Monday, May. 10, 1937
Last Drive
Last week the ice went out of the Littlefork River in northern Minnesota with a great rush, playing hell with International Lumber Co. Most years it would make little difference to International whether or not the Littlefork rose 26 feet in a few days. It did this spring because for about ten miles the Littlefork was a river of logs. Piled on its ice all winter by 600 lumberjacks were 11,000,000 feet of white and norway pine destined for the company's lumber mills at International Falls, near where the Littlefork enters the Rainy River. If flood waters washed the logs over the piles driven to impound them, they might shoot away from the mill down the Rainy, into Lake of the Woods; if the river went down as far as it rose logs would lie stranded on the banks; and in either case the last big logging drive in Minnesota would be spoiled.

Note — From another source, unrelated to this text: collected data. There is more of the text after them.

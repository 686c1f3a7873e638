//! Tracing subscriber setup
//!
//! `RUST_LOG` takes precedence over the configured filter.

use crate::{Error, Result};
use tracing_subscriber::EnvFilter;

/// Install the global fmt subscriber
///
/// Calling this more than once is harmless: later calls keep the subscriber
/// that is already installed.
pub fn init_tracing(default_filter: &str) -> Result<()> {
    let filter = match EnvFilter::try_from_default_env() {
        Ok(filter) => filter,
        Err(_) => EnvFilter::try_new(default_filter)
            .map_err(|e| Error::Config(format!("Invalid log filter {:?}: {}", default_filter, e)))?,
    };

    if tracing_subscriber::fmt()
        .with_env_filter(filter)
        .with_target(true)
        .try_init()
        .is_err()
    {
        tracing::debug!("Tracing subscriber already installed");
    }
    Ok(())
}
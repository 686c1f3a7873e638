//! Store event types and the EventBus
//!
//! Events are informational: cache validity is decided by the store's
//! generation counter, not by whether a subscriber saw an event.

use crate::models::ChecklistSlot;
use chrono::{DateTime, Utc};
use serde::{Deserialize, Serialize};
use tokio::sync::broadcast;
use uuid::Uuid;

/// Events published by the record store and the import/export paths
#[derive(Debug, Clone, PartialEq, Serialize, Deserialize)]
#[serde(tag = "type")]
pub enum StoreEvent {
    /// A record was added at the end of the list
    DriverAppended {
        driver_id: Uuid,
        index: usize,
        generation: u64,
        timestamp: DateTime<Utc>,
    },

    /// A record was rewritten in place (edit, merge or replace)
    DriverReplaced {
        driver_id: Uuid,
        index: usize,
        generation: u64,
        timestamp: DateTime<Utc>,
    },

    /// One or more records were removed
    DriversRemoved {
        driver_ids: Vec<Uuid>,
        generation: u64,
        timestamp: DateTime<Utc>,
    },

    /// A checklist slot was set or cleared
    ChecklistChanged {
        slot: ChecklistSlot,
        title: Option<String>,
        generation: u64,
        timestamp: DateTime<Utc>,
    },

    /// The store was explicitly marked dirty
    StoreInvalidated {
        generation: u64,
        timestamp: DateTime<Utc>,
    },

    /// A batch import ran to completion
    ImportCompleted {
        appended: usize,
        replaced: usize,
        merged: usize,
        kept_local: usize,
        skipped: usize,
        /// Appended records whose checklist title differs from the active one
        title_mismatches: usize,
        timestamp: DateTime<Utc>,
    },

    /// An export file was written
    ExportCompleted {
        count: usize,
        path: String,
        timestamp: DateTime<Utc>,
    },
}

impl StoreEvent {
    /// Get event type as string for filtering
    pub fn event_type(&self) -> &str {
        match self {
            StoreEvent::DriverAppended { .. } => "DriverAppended",
            StoreEvent::DriverReplaced { .. } => "DriverReplaced",
            StoreEvent::DriversRemoved { .. } => "DriversRemoved",
            StoreEvent::ChecklistChanged { .. } => "ChecklistChanged",
            StoreEvent::StoreInvalidated { .. } => "StoreInvalidated",
            StoreEvent::ImportCompleted { .. } => "ImportCompleted",
            StoreEvent::ExportCompleted { .. } => "ExportCompleted",
        }
    }
}

/// Broadcast channel for [`StoreEvent`]s
///
/// Slow subscribers lose the oldest events once `capacity` is exceeded.
#[derive(Clone)]
pub struct EventBus {
    tx: broadcast::Sender<StoreEvent>,
    capacity: usize,
}

impl EventBus {
    /// Creates a new EventBus with specified channel capacity
    pub fn new(capacity: usize) -> Self {
        let (tx, _) = broadcast::channel(capacity);
        Self { tx, capacity }
    }

    /// Subscribe to all future events
    pub fn subscribe(&self) -> broadcast::Receiver<StoreEvent> {
        self.tx.subscribe()
    }

    /// Emit an event, returning the number of subscribers that received it
    #[allow(clippy::result_large_err)]
    pub fn emit(&self, event: StoreEvent) -> Result<usize, broadcast::error::SendError<StoreEvent>> {
        self.tx.send(event)
    }

    /// Emit an event, ignoring if no subscribers are listening
    pub fn emit_lossy(&self, event: StoreEvent) {
        let _ = self.tx.send(event);
    }

    pub fn subscriber_count(&self) -> usize {
        self.tx.receiver_count()
    }

    pub fn capacity(&self) -> usize {
        self.capacity
    }
}

impl Default for EventBus {
    fn default() -> Self {
        Self::new(256)
    }
}
//! Driver records and per-checklist evaluation state

use chrono::{DateTime, Months, Utc};
use serde::{Deserialize, Serialize};
use std::collections::BTreeMap;
use std::fmt;
use uuid::Uuid;

/// Length of the evaluation validity window opened by `triennial_start`
pub const TRIENNIAL_MONTHS: u32 = 36;

/// Checklist title → item key → value
pub type ChecklistMap<V> = BTreeMap<String, BTreeMap<String, V>>;

/// Evaluation state of a single checklist question
///
/// Encoded on the wire as its integer discriminant.
#[derive(Debug, Clone, Copy, Default, PartialEq, Eq, Hash, Serialize, Deserialize)]
#[serde(try_from = "u8", into = "u8")]
pub enum ItemState {
    /// Explicitly failed
    NotValidated = 0,
    /// Partially demonstrated
    Partial = 1,
    /// Validated
    Validated = 2,
    /// Not applicable, or never evaluated
    #[default]
    NotApplicable = 3,
}

impl TryFrom<u8> for ItemState {
    type Error = String;

    fn try_from(value: u8) -> Result<Self, Self::Error> {
        match value {
            0 => Ok(ItemState::NotValidated),
            1 => Ok(ItemState::Partial),
            2 => Ok(ItemState::Validated),
            3 => Ok(ItemState::NotApplicable),
            other => Err(format!("invalid checklist item state {} (expected 0..=3)", other)),
        }
    }
}

impl From<ItemState> for u8 {
    fn from(state: ItemState) -> Self {
        state as u8
    }
}

impl fmt::Display for ItemState {
    fn fmt(&self, f: &mut fmt::Formatter<'_>) -> fmt::Result {
        let label = match self {
            ItemState::NotValidated => "not validated",
            ItemState::Partial => "partial",
            ItemState::Validated => "validated",
            ItemState::NotApplicable => "not applicable",
        };
        f.write_str(label)
    }
}

/// One tracked driver and everything evaluated about them
#[derive(Debug, Clone, PartialEq, Serialize, Deserialize)]
#[serde(rename_all = "camelCase")]
pub struct DriverRecord {
    /// Stable identity, assigned once at creation
    pub id: Uuid,
    pub name: String,
    #[serde(default)]
    pub first_name: Option<String>,
    /// Capability certificate number
    #[serde(default)]
    pub cp_number: Option<String>,
    #[serde(default, with = "crate::time::flexible_opt")]
    pub last_evaluation: Option<DateTime<Utc>>,
    /// Start of the fixed three-year validity window
    #[serde(default, with = "crate::time::flexible_opt")]
    pub triennial_start: Option<DateTime<Utc>>,
    #[serde(default)]
    pub checklist_states: ChecklistMap<ItemState>,
    #[serde(default)]
    pub checklist_notes: ChecklistMap<String>,
    #[serde(default, with = "crate::time::flexible_nested")]
    pub checklist_dates: ChecklistMap<DateTime<Utc>>,
    /// Legacy owning-organization id; read for compatibility, never set here
    #[serde(default, rename = "ownerSNCFId", skip_serializing_if = "Option::is_none")]
    pub owner_sncf_id: Option<String>,
    #[serde(default)]
    pub additional_info: Option<BTreeMap<String, String>>,
}

impl DriverRecord {
    /// Create a record with a fresh identity and no evaluation data
    pub fn new(name: impl Into<String>) -> Self {
        Self {
            id: Uuid::new_v4(),
            name: name.into(),
            first_name: None,
            cp_number: None,
            last_evaluation: None,
            triennial_start: None,
            checklist_states: BTreeMap::new(),
            checklist_notes: BTreeMap::new(),
            checklist_dates: BTreeMap::new(),
            owner_sncf_id: None,
            additional_info: None,
        }
    }

    /// "First Last" when a first name is known, otherwise the name alone
    pub fn display_name(&self) -> String {
        match self.first_name.as_deref().map(str::trim) {
            Some(first) if !first.is_empty() => format!("{} {}", first, self.name),
            _ => self.name.clone(),
        }
    }

    /// Recorded state, defaulting to [`ItemState::NotApplicable`]
    pub fn state(&self, title: &str, item: &str) -> ItemState {
        self.checklist_states
            .get(title)
            .and_then(|items| items.get(item))
            .copied()
            .unwrap_or_default()
    }

    pub fn note(&self, title: &str, item: &str) -> Option<&str> {
        self.checklist_notes
            .get(title)
            .and_then(|items| items.get(item))
            .map(String::as_str)
    }

    pub fn date(&self, title: &str, item: &str) -> Option<DateTime<Utc>> {
        self.checklist_dates
            .get(title)
            .and_then(|items| items.get(item))
            .copied()
    }

    /// Record a state change and stamp its date
    pub fn set_state(&mut self, title: &str, item: &str, state: ItemState, at: DateTime<Utc>) {
        self.checklist_states
            .entry(title.to_string())
            .or_default()
            .insert(item.to_string(), state);
        self.stamp(title, item, at);
    }

    /// Record a note and stamp its date; a blank note clears the entry
    pub fn set_note(&mut self, title: &str, item: &str, note: &str, at: DateTime<Utc>) {
        let notes = self.checklist_notes.entry(title.to_string()).or_default();
        if note.trim().is_empty() {
            notes.remove(item);
        } else {
            notes.insert(item.to_string(), note.to_string());
        }
        if notes.is_empty() {
            self.checklist_notes.remove(title);
        }
        self.stamp(title, item, at);
    }

    fn stamp(&mut self, title: &str, item: &str, at: DateTime<Utc>) {
        self.checklist_dates
            .entry(title.to_string())
            .or_default()
            .insert(item.to_string(), at);
    }

    /// End of the validity window, if one has been opened
    pub fn triennial_end(&self) -> Option<DateTime<Utc>> {
        self.triennial_start?
            .checked_add_months(Months::new(TRIENNIAL_MONTHS))
    }

    pub fn is_triennial_expired(&self, now: DateTime<Utc>) -> bool {
        self.triennial_end().is_some_and(|end| now >= end)
    }

    /// Whole days left in the window; negative once expired
    pub fn triennial_days_remaining(&self, now: DateTime<Utc>) -> Option<i64> {
        self.triennial_end().map(|end| (end - now).num_days())
    }
}
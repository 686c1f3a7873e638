//! SQLite persistence for the record store

pub mod init;
pub mod records;

pub use init::*;
pub use records::*;
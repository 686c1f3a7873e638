//! # DCE Common Library
//!
//! Shared code for the driver competency evaluation core:
//! - Driver, checklist and transfer-envelope models
//! - Flexible date decoding for imported payloads
//! - Store events and the EventBus
//! - Configuration loading and tracing setup
//! - SQLite persistence schema

pub mod config;
#[cfg(feature = "sqlx")]
pub mod db;
pub mod error;
pub mod events;
pub mod logging;
pub mod models;
pub mod time;

pub use error::{Error, Result};
pub use models::{
    Checklist, ChecklistItem, ChecklistSlot, DriverRecord, ItemState, ShareableRecord,
    ShareableRecordBundle, StoreSnapshot, TRANSFER_FORMAT_VERSION,
};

First since 1932, International's drive was to be the last for reasons connected less with conservation than with the temperament of the Chippewa Indians. Minnesota's only remaining stands of virgin timber are on its Indian reservations and Government preserves. Some years ago, International bought its timber from the Nett Lake Reservation for about $90,000. At the time it was the plan of the U. S. Indian Service to get the whole area cut clean in the hope that the Chippewas would take up farming. This plan has now been changed because the Chippewas prefer to live by Government checks rather than by agriculture. From now on the Indian timber lands will be cut on a selective plan, which means comparatively few acres each year, and the logs will be taken to mill by rail and truck instead of floated down roaring rivers in the spring by shouting men with peaveys and hobnailed boots.
To save its two-year accumulation of timber, International last week did all it could. Lumberjacks wrapped hundreds of feet of steel cable back and forth across the piles of the Nett River Bridge over the Littlefork. Against this dam a log jam 40 feet thick and three miles long formed quickly, booming and groaning with the pressure from back stream. Meanwhile in Duluth and International Falls the toughest bars filled up with other lumberjacks waiting for the flood to subside and their own special job to begin. These were rivermen, skilled riders and drivers of logs. About 200 of them had drifted in from points north and north-west where log driving is still an annual affair. They had what the Scandinavians call "snus" (pinches of snuff) in their lower lips, steel on their feet and names like "The Beaver," "Big. Ben" and "Dirty Dan" to awe less colorful citizens.